-- INPUT FOR THIS TASK follows --

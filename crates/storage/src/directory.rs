//! Bucket directory
//!
//! Open-addressing table from key hash to entry block. Probing is linear
//! from `KeyHash::bucket`. Removal leaves a tombstone so probe chains stay
//! intact; tombstones are dropped on the next rehash.
//!
//! The directory never looks at key bytes itself: `find` takes an equality
//! callback that the segment answers from the region.

use crate::region::RegionHandle;
use flymap_core::KeyHash;
use tracing::debug;

/// Smallest directory size
pub const MIN_BUCKETS: usize = 8;

#[derive(Debug, Clone, Copy)]
enum Slot {
    Empty,
    Tombstone,
    Occupied { hash: u64, block: RegionHandle },
}

/// Hash-to-block index for one segment
#[derive(Debug)]
pub struct BucketDirectory {
    slots: Vec<Slot>,
    len: usize,
    tombstones: usize,
}

impl BucketDirectory {
    /// Directory with room for at least `buckets` slots
    pub fn with_buckets(buckets: usize) -> Self {
        let buckets = buckets.max(MIN_BUCKETS).next_power_of_two();
        Self {
            slots: vec![Slot::Empty; buckets],
            len: 0,
            tombstones: 0,
        }
    }

    /// Number of live entries
    #[inline]
    pub fn len(&self) -> usize {
        self.len
    }

    /// True if no entries are live
    #[inline]
    pub fn is_empty(&self) -> bool {
        self.len == 0
    }

    /// Number of slots
    #[inline]
    pub fn buckets(&self) -> usize {
        self.slots.len()
    }

    /// Number of tombstoned slots
    #[inline]
    pub fn tombstones(&self) -> usize {
        self.tombstones
    }

    #[inline]
    fn mask(&self) -> usize {
        self.slots.len() - 1
    }

    /// Find the slot whose block matches `hash` and satisfies `matches`
    pub fn find(&self, hash: KeyHash, mut matches: impl FnMut(RegionHandle) -> bool) -> Option<usize> {
        let mask = self.mask();
        let mut idx = hash.bucket(self.slots.len());
        // load factor < 1 guarantees an empty slot ends every chain
        loop {
            match self.slots[idx] {
                Slot::Empty => return None,
                Slot::Occupied { hash: h, block } if h == hash.raw() && matches(block) => {
                    return Some(idx);
                }
                _ => {}
            }
            idx = (idx + 1) & mask;
        }
    }

    /// Insert a block for a key known to be absent. Returns its slot.
    ///
    /// May rehash, which renumbers every slot.
    pub fn insert(&mut self, hash: KeyHash, block: RegionHandle) -> usize {
        if (self.len + self.tombstones + 1) * 4 > self.slots.len() * 3 {
            self.rehash();
        }
        let slot = self.place(hash.raw(), block);
        self.len += 1;
        slot
    }

    fn place(&mut self, hash: u64, block: RegionHandle) -> usize {
        let mask = self.mask();
        let mut idx = KeyHash::from_raw(hash).bucket(self.slots.len());
        loop {
            match self.slots[idx] {
                Slot::Empty => break,
                Slot::Tombstone => {
                    self.tombstones -= 1;
                    break;
                }
                Slot::Occupied { .. } => idx = (idx + 1) & mask,
            }
        }
        self.slots[idx] = Slot::Occupied { hash, block };
        idx
    }

    /// Double the table, or rebuild it in place when tombstones dominate
    fn rehash(&mut self) {
        let old_buckets = self.slots.len();
        let buckets = if self.len * 2 >= old_buckets {
            old_buckets * 2
        } else {
            old_buckets
        };
        let old = std::mem::replace(&mut self.slots, vec![Slot::Empty; buckets]);
        let dropped = self.tombstones;
        self.tombstones = 0;
        for slot in old {
            if let Slot::Occupied { hash, block } = slot {
                self.place(hash, block);
            }
        }
        debug!(
            from = old_buckets,
            to = buckets,
            live = self.len,
            tombstones = dropped,
            "bucket directory rehashed"
        );
    }

    /// Block stored in an occupied slot
    ///
    /// # Panics
    ///
    /// If `slot` is not occupied.
    #[inline]
    pub fn block(&self, slot: usize) -> RegionHandle {
        match self.slots[slot] {
            Slot::Occupied { block, .. } => block,
            _ => panic!("directory slot {} is not occupied", slot),
        }
    }

    /// Point an occupied slot at a relocated block
    pub fn set_block(&mut self, slot: usize, moved: RegionHandle) {
        if let Slot::Occupied { block, .. } = &mut self.slots[slot] {
            *block = moved;
        }
    }

    /// Tombstone an occupied slot and return its block
    pub fn remove(&mut self, slot: usize) -> Option<RegionHandle> {
        match self.slots[slot] {
            Slot::Occupied { block, .. } => {
                self.slots[slot] = Slot::Tombstone;
                self.len -= 1;
                self.tombstones += 1;
                Some(block)
            }
            _ => None,
        }
    }

    /// Every live block, in slot order
    pub fn blocks(&self) -> impl Iterator<Item = RegionHandle> + '_ {
        self.slots.iter().filter_map(|slot| match slot {
            Slot::Occupied { block, .. } => Some(*block),
            _ => None,
        })
    }

    /// Forget every entry, keeping the current size
    pub fn clear(&mut self) {
        self.slots.fill(Slot::Empty);
        self.len = 0;
        self.tombstones = 0;
    }
}
//! Map configuration.
//!
//! [`MapConfig`] is plain data: it can be built in code, through
//! [`FlyMapBuilder`](crate::FlyMapBuilder), or loaded from JSON. Missing
//! fields take their defaults.
//!
//! ```ignore
//! let config = MapConfig::from_json(r#"{ "segments": 8, "entry_size": 16 }"#)?;
//! let map = FlyMap::<i64, i64>::builder().config(config).create()?;
//! ```

use crate::error::{Error, Result};
use flymap_core::Layout;
use flymap_storage::entry;
use flymap_storage::region::MIN_BLOCK;
use flymap_storage::SegmentConfig;
use serde::{Deserialize, Serialize};
use std::path::Path;

/// Sizing for a [`FlyMap`](crate::FlyMap)
#[derive(Debug, Clone, PartialEq, Eq, Serialize, Deserialize)]
#[serde(default, deny_unknown_fields)]
pub struct MapConfig {
    /// Number of independently locked segments; a non-zero power of two
    pub segments: usize,

    /// Expected key plus value bytes per entry.
    ///
    /// Fixed layouts default to their exact size. For variable layouts this
    /// is the capacity reserved for a new entry.
    pub entry_size: Option<usize>,

    /// Byte limit of each segment's region
    pub max_segment_bytes: usize,

    /// Initial bucket directory size per segment
    pub initial_buckets: usize,
}

impl Default for MapConfig {
    fn default() -> Self {
        Self {
            segments: 16,
            entry_size: None,
            max_segment_bytes: 64 << 20,
            initial_buckets: 64,
        }
    }
}

impl MapConfig {
    /// Parse a JSON document
    pub fn from_json(json: &str) -> Result<Self> {
        Ok(serde_json::from_str(json)?)
    }

    /// Read and parse a JSON file
    pub fn load(path: impl AsRef<Path>) -> Result<Self> {
        let text = std::fs::read_to_string(path)?;
        Self::from_json(&text)
    }

    /// Render as pretty JSON
    pub fn to_json(&self) -> Result<String> {
        Ok(serde_json::to_string_pretty(self)?)
    }

    /// Check the layout-independent rules
    pub fn validate(&self) -> Result<()> {
        if self.segments == 0 || !self.segments.is_power_of_two() {
            return Err(Error::Config(format!(
                "segments must be a non-zero power of two, got {}",
                self.segments
            )));
        }
        if self.max_segment_bytes == 0 {
            return Err(Error::Config("max_segment_bytes must be non-zero".into()));
        }
        if self.initial_buckets == 0 {
            return Err(Error::Config("initial_buckets must be non-zero".into()));
        }
        if self.entry_size == Some(0) {
            return Err(Error::Config("entry_size must be non-zero".into()));
        }
        Ok(())
    }

    /// Validate against the key and value layouts and derive segment sizing
    pub(crate) fn segment_config(&self, key: Layout, value: Layout) -> Result<SegmentConfig> {
        self.validate()?;
        let fixed = key
            .fixed_size()
            .zip(value.fixed_size())
            .map(|(k, v)| k + v);
        let entry_size = match (self.entry_size, fixed) {
            (Some(size), Some(needed)) if size < needed => {
                return Err(Error::Config(format!(
                    "entry_size {} is smaller than the fixed key and value size {}",
                    size, needed
                )));
            }
            (Some(size), _) => size,
            (None, Some(needed)) => needed,
            (None, None) => 0,
        };
        // the block a new entry gets, as sized by the segment and its region
        let reserve = entry_size
            .saturating_sub(key.min_size())
            .max(value.min_size());
        let block = entry::block_size(key.min_size(), reserve)
            .max(MIN_BLOCK)
            .checked_next_power_of_two();
        match block {
            Some(block) if block <= self.max_segment_bytes => {}
            _ => {
                return Err(Error::Config(format!(
                    "entry_size {} needs a block larger than the {}-byte segment limit",
                    entry_size, self.max_segment_bytes
                )));
            }
        }
        Ok(SegmentConfig {
            max_bytes: self.max_segment_bytes,
            initial_buckets: self.initial_buckets,
            entry_size,
        })
    }
}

-- INPUT FOR THIS TASK concluded --

## TASK DIRECTIONS
Using the listing above, list every line in which the string "struct" occurs.

## EXERCISE ANSWER
pub struct BucketDirectory {
pub struct MapConfig {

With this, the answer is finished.